● Supplied records
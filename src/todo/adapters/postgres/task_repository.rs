//! `PostgreSQL` repository implementation for tasks.

use super::{
    models::{NewTaskRow, TaskChangeset, TaskRow},
    pool::BoundedPool,
    schema::tasks,
};
use crate::pagination::{Page, PageRequest};
use crate::todo::{
    domain::{ListId, Task, TaskId},
    ports::{TaskRepository, TaskRepositoryError, TaskRepositoryResult},
};
use async_trait::async_trait;
use diesel::pg::PgConnection;
use diesel::prelude::*;
use diesel::dsl::sql;
use diesel::result::{DatabaseErrorKind, Error as DieselError};
use diesel::sql_types::Timestamptz;

/// Database time, or one microsecond past the stored value when that is later.
const NEXT_UPDATED_AT: &str = "GREATEST(now(), updated_at + interval '1 microsecond')";

/// `PostgreSQL`-backed task repository.
#[derive(Debug, Clone)]
pub struct PostgresTaskRepository {
    pool: BoundedPool,
}

impl PostgresTaskRepository {
    /// Creates a new repository from a bounded connection pool.
    #[must_use]
    pub const fn new(pool: BoundedPool) -> Self {
        Self { pool }
    }
}

#[async_trait]
impl TaskRepository for PostgresTaskRepository {
    async fn create(&self, task: &Task) -> TaskRepositoryResult<Task> {
        const OPERATION: &str = "create task";
        let list_id = task.list_id();
        let new_row = NewTaskRow::from(task);
        let row = self
            .pool
            .run(OPERATION, move |connection| {
                diesel::insert_into(tasks::table)
                    .values(&new_row)
                    .returning(TaskRow::as_returning())
                    .get_result(connection)
                    .map_err(|err| match err {
                        DieselError::DatabaseError(DatabaseErrorKind::ForeignKeyViolation, _) => {
                            TaskRepositoryError::ListNotFound(list_id)
                        }
                        _ => TaskRepositoryError::storage(OPERATION, err),
                    })
            })
            .await?;
        row_to_task(OPERATION, row)
    }

    async fn get_by_id(&self, id: TaskId) -> TaskRepositoryResult<Task> {
        const OPERATION: &str = "get task";
        let row = self
            .pool
            .run(OPERATION, move |connection| {
                tasks::table
                    .find(id.into_inner())
                    .select(TaskRow::as_select())
                    .first(connection)
                    .optional()
                    .map_err(|err| TaskRepositoryError::storage(OPERATION, err))
            })
            .await?
            .ok_or(TaskRepositoryError::NotFound(id))?;
        row_to_task(OPERATION, row)
    }

    async fn list_by_list_id(
        &self,
        list_id: ListId,
        page: PageRequest,
    ) -> TaskRepositoryResult<Page<Task>> {
        const OPERATION: &str = "list tasks";
        let (rows, total) = self
            .pool
            .run(OPERATION, move |connection| {
                connection
                    .transaction::<_, DieselError, _>(|tx| {
                        let total = tasks::table
                            .filter(tasks::list_id.eq(list_id.into_inner()))
                            .count()
                            .get_result::<i64>(tx)?;
                        let rows = load_page(tx, list_id, page)?;
                        Ok((rows, total))
                    })
                    .map_err(|err| TaskRepositoryError::storage(OPERATION, err))
            })
            .await?;
        let items = rows
            .into_iter()
            .map(|row| row_to_task(OPERATION, row))
            .collect::<TaskRepositoryResult<Vec<_>>>()?;
        Ok(Page::new(items, u64::try_from(total).unwrap_or_default()))
    }

    async fn update(&self, task: &Task) -> TaskRepositoryResult<Task> {
        const OPERATION: &str = "update task";
        let id = task.id();
        let changes = TaskChangeset::from(task);
        let row = self
            .pool
            .run(OPERATION, move |connection| {
                diesel::update(tasks::table.find(id.into_inner()))
                    .set((&changes, tasks::updated_at.eq(sql::<Timestamptz>(NEXT_UPDATED_AT))))
                    .returning(TaskRow::as_returning())
                    .get_result(connection)
                    .optional()
                    .map_err(|err| TaskRepositoryError::storage(OPERATION, err))
            })
            .await?
            .ok_or(TaskRepositoryError::NotFound(id))?;
        row_to_task(OPERATION, row)
    }

    async fn delete(&self, id: TaskId) -> TaskRepositoryResult<()> {
        const OPERATION: &str = "delete task";
        let deleted = self
            .pool
            .run(OPERATION, move |connection| {
                diesel::delete(tasks::table.find(id.into_inner()))
                    .execute(connection)
                    .map_err(|err| TaskRepositoryError::storage(OPERATION, err))
            })
            .await?;
        if deleted == 0 {
            return Err(TaskRepositoryError::NotFound(id));
        }
        Ok(())
    }
}

fn load_page(
    connection: &mut PgConnection,
    list_id: ListId,
    page: PageRequest,
) -> Result<Vec<TaskRow>, DieselError> {
    let mut query = tasks::table
        .filter(tasks::list_id.eq(list_id.into_inner()))
        .order((tasks::created_at.desc(), tasks::id.desc()))
        .select(TaskRow::as_select())
        .offset(i64::from(page.offset()))
        .into_boxed();
    if let Some(limit) = page.limit() {
        query = query.limit(i64::from(limit));
    }
    query.load(connection)
}

fn row_to_task(operation: &'static str, row: TaskRow) -> TaskRepositoryResult<Task> {
    Task::try_from(row).map_err(|err| TaskRepositoryError::storage(operation, err))
}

● Task statement
Each line in the data that holds the string "DieselError" needs to be copied.

● Output for this task
use diesel::result::{DatabaseErrorKind, Error as DieselError};
                        DieselError::DatabaseError(DatabaseErrorKind::ForeignKeyViolation, _) => {
                    .transaction::<_, DieselError, _>(|tx| {
) -> Result<Vec<TaskRow>, DieselError> {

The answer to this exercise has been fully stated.